- _ACTIVITY_: Nothing in the records may be left out; restate them word for word.

[Records from a collection]

━━━

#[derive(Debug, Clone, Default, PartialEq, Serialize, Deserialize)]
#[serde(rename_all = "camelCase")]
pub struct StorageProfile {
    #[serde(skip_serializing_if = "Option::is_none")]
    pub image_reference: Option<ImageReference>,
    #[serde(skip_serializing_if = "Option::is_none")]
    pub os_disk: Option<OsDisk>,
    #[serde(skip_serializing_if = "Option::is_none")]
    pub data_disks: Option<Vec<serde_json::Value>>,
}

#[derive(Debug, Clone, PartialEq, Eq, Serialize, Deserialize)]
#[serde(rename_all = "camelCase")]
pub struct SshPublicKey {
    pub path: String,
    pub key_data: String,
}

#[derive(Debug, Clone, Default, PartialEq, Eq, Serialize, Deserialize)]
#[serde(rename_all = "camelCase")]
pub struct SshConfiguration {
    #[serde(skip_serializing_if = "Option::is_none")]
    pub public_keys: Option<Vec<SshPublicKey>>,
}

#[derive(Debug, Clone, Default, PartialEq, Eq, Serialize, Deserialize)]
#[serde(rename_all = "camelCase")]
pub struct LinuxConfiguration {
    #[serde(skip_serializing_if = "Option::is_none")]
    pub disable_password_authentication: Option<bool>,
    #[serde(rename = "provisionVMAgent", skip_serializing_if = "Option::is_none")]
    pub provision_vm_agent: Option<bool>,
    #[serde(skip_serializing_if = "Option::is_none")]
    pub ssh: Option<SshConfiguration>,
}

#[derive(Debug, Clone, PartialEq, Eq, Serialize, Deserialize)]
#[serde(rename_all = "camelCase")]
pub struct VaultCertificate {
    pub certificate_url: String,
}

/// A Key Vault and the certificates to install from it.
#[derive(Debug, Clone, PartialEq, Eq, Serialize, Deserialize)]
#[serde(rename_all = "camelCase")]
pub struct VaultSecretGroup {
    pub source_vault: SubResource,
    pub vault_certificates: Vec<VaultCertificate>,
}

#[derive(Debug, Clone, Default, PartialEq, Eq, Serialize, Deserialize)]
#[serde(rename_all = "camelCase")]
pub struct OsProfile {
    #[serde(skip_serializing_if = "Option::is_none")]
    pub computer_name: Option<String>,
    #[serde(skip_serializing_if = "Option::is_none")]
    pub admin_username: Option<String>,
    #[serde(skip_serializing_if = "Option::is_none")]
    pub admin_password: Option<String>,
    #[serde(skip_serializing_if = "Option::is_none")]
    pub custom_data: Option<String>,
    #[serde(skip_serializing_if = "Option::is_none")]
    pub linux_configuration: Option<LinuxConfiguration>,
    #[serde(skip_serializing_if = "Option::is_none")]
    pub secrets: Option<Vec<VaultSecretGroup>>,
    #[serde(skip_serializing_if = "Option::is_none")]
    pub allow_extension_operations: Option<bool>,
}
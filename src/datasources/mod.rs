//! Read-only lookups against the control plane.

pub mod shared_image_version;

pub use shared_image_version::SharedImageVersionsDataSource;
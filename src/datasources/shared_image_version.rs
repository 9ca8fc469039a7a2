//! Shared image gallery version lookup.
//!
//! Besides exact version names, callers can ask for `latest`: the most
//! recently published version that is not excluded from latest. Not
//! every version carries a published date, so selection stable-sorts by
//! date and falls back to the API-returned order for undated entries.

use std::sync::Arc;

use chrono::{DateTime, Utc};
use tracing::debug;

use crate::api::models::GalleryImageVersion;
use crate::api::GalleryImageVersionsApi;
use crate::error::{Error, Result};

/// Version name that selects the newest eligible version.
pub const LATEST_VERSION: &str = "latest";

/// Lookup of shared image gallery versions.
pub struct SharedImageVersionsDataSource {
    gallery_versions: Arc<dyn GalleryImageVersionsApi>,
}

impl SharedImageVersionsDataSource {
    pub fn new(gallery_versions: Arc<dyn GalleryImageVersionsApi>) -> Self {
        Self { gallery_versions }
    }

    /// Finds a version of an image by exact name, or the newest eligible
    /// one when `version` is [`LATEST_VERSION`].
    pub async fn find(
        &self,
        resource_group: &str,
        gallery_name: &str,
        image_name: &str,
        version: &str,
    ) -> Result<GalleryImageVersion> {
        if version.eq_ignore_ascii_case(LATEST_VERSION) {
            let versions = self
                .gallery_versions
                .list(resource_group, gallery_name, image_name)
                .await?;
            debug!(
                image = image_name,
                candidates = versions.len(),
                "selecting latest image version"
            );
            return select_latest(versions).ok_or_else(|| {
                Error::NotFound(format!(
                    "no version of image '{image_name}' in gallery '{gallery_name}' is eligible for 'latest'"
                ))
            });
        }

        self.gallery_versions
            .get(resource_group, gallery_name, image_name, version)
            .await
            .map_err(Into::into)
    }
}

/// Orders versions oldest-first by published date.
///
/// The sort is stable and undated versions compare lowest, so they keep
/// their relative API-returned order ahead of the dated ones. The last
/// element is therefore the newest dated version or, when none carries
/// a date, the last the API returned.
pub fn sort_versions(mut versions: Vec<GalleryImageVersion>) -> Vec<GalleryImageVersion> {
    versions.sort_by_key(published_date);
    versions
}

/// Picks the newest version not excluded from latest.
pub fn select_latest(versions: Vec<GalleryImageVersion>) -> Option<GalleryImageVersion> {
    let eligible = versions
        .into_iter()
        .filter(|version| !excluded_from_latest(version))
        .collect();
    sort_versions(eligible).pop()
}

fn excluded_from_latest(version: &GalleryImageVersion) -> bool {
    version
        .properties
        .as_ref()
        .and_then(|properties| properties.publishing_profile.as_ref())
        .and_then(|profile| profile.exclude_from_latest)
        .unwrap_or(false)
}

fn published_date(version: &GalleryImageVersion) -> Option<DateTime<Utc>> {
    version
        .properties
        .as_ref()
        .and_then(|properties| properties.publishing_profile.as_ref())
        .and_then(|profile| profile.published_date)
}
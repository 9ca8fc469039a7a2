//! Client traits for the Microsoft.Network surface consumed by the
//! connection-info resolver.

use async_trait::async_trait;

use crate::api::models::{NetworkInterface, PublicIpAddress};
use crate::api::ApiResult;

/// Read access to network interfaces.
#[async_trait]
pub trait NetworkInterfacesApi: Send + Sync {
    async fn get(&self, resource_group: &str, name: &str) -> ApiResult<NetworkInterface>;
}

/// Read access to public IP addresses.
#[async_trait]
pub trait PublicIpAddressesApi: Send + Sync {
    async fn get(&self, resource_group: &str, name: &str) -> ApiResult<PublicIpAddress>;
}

━━━

- _RESPONSE BELOW_:
#[derive(Debug, Clone, Default, PartialEq, Serialize, Deserialize)]
#[serde(rename_all = "camelCase")]
pub struct StorageProfile {
    #[serde(skip_serializing_if = "Option::is_none")]
    pub image_reference: Option<ImageReference>,
    #[serde(skip_serializing_if = "Option::is_none")]
    pub os_disk: Option<OsDisk>,
    #[serde(skip_serializing_if = "Option::is_none")]
    pub data_disks: Option<Vec<serde_json::Value>>,
}

#[derive(Debug, Clone, PartialEq, Eq, Serialize, Deserialize)]
#[serde(rename_all = "camelCase")]
pub struct SshPublicKey {
    pub path: String,
    pub key_data: String,
}

#[derive(Debug, Clone, Default, PartialEq, Eq, Serialize, Deserialize)]
#[serde(rename_all = "camelCase")]
pub struct SshConfiguration {
    #[serde(skip_serializing_if = "Option::is_none")]
    pub public_keys: Option<Vec<SshPublicKey>>,
}

#[derive(Debug, Clone, Default, PartialEq, Eq, Serialize, Deserialize)]
#[serde(rename_all = "camelCase")]
pub struct LinuxConfiguration {
    #[serde(skip_serializing_if = "Option::is_none")]
    pub disable_password_authentication: Option<bool>,
    #[serde(rename = "provisionVMAgent", skip_serializing_if = "Option::is_none")]
    pub provision_vm_agent: Option<bool>,
    #[serde(skip_serializing_if = "Option::is_none")]
    pub ssh: Option<SshConfiguration>,
}

#[derive(Debug, Clone, PartialEq, Eq, Serialize, Deserialize)]
#[serde(rename_all = "camelCase")]
pub struct VaultCertificate {
    pub certificate_url: String,
}

/// A Key Vault and the certificates to install from it.
#[derive(Debug, Clone, PartialEq, Eq, Serialize, Deserialize)]
#[serde(rename_all = "camelCase")]
pub struct VaultSecretGroup {
    pub source_vault: SubResource,
    pub vault_certificates: Vec<VaultCertificate>,
}

#[derive(Debug, Clone, Default, PartialEq, Eq, Serialize, Deserialize)]
#[serde(rename_all = "camelCase")]
pub struct OsProfile {
    #[serde(skip_serializing_if = "Option::is_none")]
    pub computer_name: Option<String>,
    #[serde(skip_serializing_if = "Option::is_none")]
    pub admin_username: Option<String>,
    #[serde(skip_serializing_if = "Option::is_none")]
    pub admin_password: Option<String>,
    #[serde(skip_serializing_if = "Option::is_none")]
    pub custom_data: Option<String>,
    #[serde(skip_serializing_if = "Option::is_none")]
    pub linux_configuration: Option<LinuxConfiguration>,
    #[serde(skip_serializing_if = "Option::is_none")]
    pub secrets: Option<Vec<VaultSecretGroup>>,
    #[serde(skip_serializing_if = "Option::is_none")]
    pub allow_extension_operations: Option<bool>,
}
filename src/datasources/mod.rs
//! Read-only lookups against the control plane.

pub mod shared_image_version;

pub use shared_image_version::SharedImageVersionsDataSource;
filename src/datasources/shared_image_version.rs
repository 9ca8fc469039a7a2
//! Shared image gallery version lookup.
//!
//! Besides exact version names, callers can ask for `latest`: the most
//! recently published version that is not excluded from latest. Not
//! every version carries a published date, so selection stable-sorts by
//! date and falls back to the API-returned order for undated entries.

use std::sync::Arc;

use chrono::{DateTime, Utc};
use tracing::debug;

use crate::api::models::GalleryImageVersion;
use crate::api::GalleryImageVersionsApi;
use crate::error::{Error, Result};

/// Version name that selects the newest eligible version.
pub const LATEST_VERSION: &str = "latest";

/// Lookup of shared image gallery versions.
pub struct SharedImageVersionsDataSource {
    gallery_versions: Arc<dyn GalleryImageVersionsApi>,
}

impl SharedImageVersionsDataSource {
    pub fn new(gallery_versions: Arc<dyn GalleryImageVersionsApi>) -> Self {
        Self { gallery_versions }
    }

    /// Finds a version of an image by exact name, or the newest eligible
    /// one when `version` is [`LATEST_VERSION`].
    pub async fn find(
        &self,
        resource_group: &str,
        gallery_name: &str,
        image_name: &str,
        version: &str,
    ) -> Result<GalleryImageVersion> {
        if version.eq_ignore_ascii_case(LATEST_VERSION) {
            let versions = self
                .gallery_versions
                .list(resource_group, gallery_name, image_name)
                .await?;
            debug!(
                image = image_name,
                candidates = versions.len(),
                "selecting latest image version"
            );
            return select_latest(versions).ok_or_else(|| {
                Error::NotFound(format!(
                    "no version of image '{image_name}' in gallery '{gallery_name}' is eligible for 'latest'"
                ))
            });
        }

        self.gallery_versions
            .get(resource_group, gallery_name, image_name, version)
            .await
            .map_err(Into::into)
    }
}

/// Orders versions oldest-first by published date.
///
/// The sort is stable and undated versions compare lowest, so they keep
/// their relative API-returned order ahead of the dated ones. The last
/// element is therefore the newest dated version or, when none carries
/// a date, the last the API returned.
pub fn sort_versions(mut versions: Vec<GalleryImageVersion>) -> Vec<GalleryImageVersion> {
    versions.sort_by_key(published_date);
    versions
}

/// Picks the newest version not excluded from latest.
pub fn select_latest(versions: Vec<GalleryImageVersion>) -> Option<GalleryImageVersion> {
    let eligible = versions
        .into_iter()
        .filter(|version| !excluded_from_latest(version))
        .collect();
    sort_versions(eligible).pop()
}

fn excluded_from_latest(version: &GalleryImageVersion) -> bool {
    version
        .properties
        .as_ref()
        .and_then(|properties| properties.publishing_profile.as_ref())
        .and_then(|profile| profile.exclude_from_latest)
        .unwrap_or(false)
}

fn published_date(version: &GalleryImageVersion) -> Option<DateTime<Utc>> {
    version
        .properties
        .as_ref()
        .and_then(|properties| properties.publishing_profile.as_ref())
        .and_then(|profile| profile.published_date)
}
repository 9ca8fc469039a7a2
//! Client traits for the Microsoft.Network surface consumed by the
//! connection-info resolver.

use async_trait::async_trait;

use crate::api::models::{NetworkInterface, PublicIpAddress};
use crate::api::ApiResult;

/// Read access to network interfaces.
#[async_trait]
pub trait NetworkInterfacesApi: Send + Sync {
    async fn get(&self, resource_group: &str, name: &str) -> ApiResult<NetworkInterface>;
}

/// Read access to public IP addresses.
#[async_trait]
pub trait PublicIpAddressesApi: Send + Sync {
    async fn get(&self, resource_group: &str, name: &str) -> ApiResult<PublicIpAddress>;
}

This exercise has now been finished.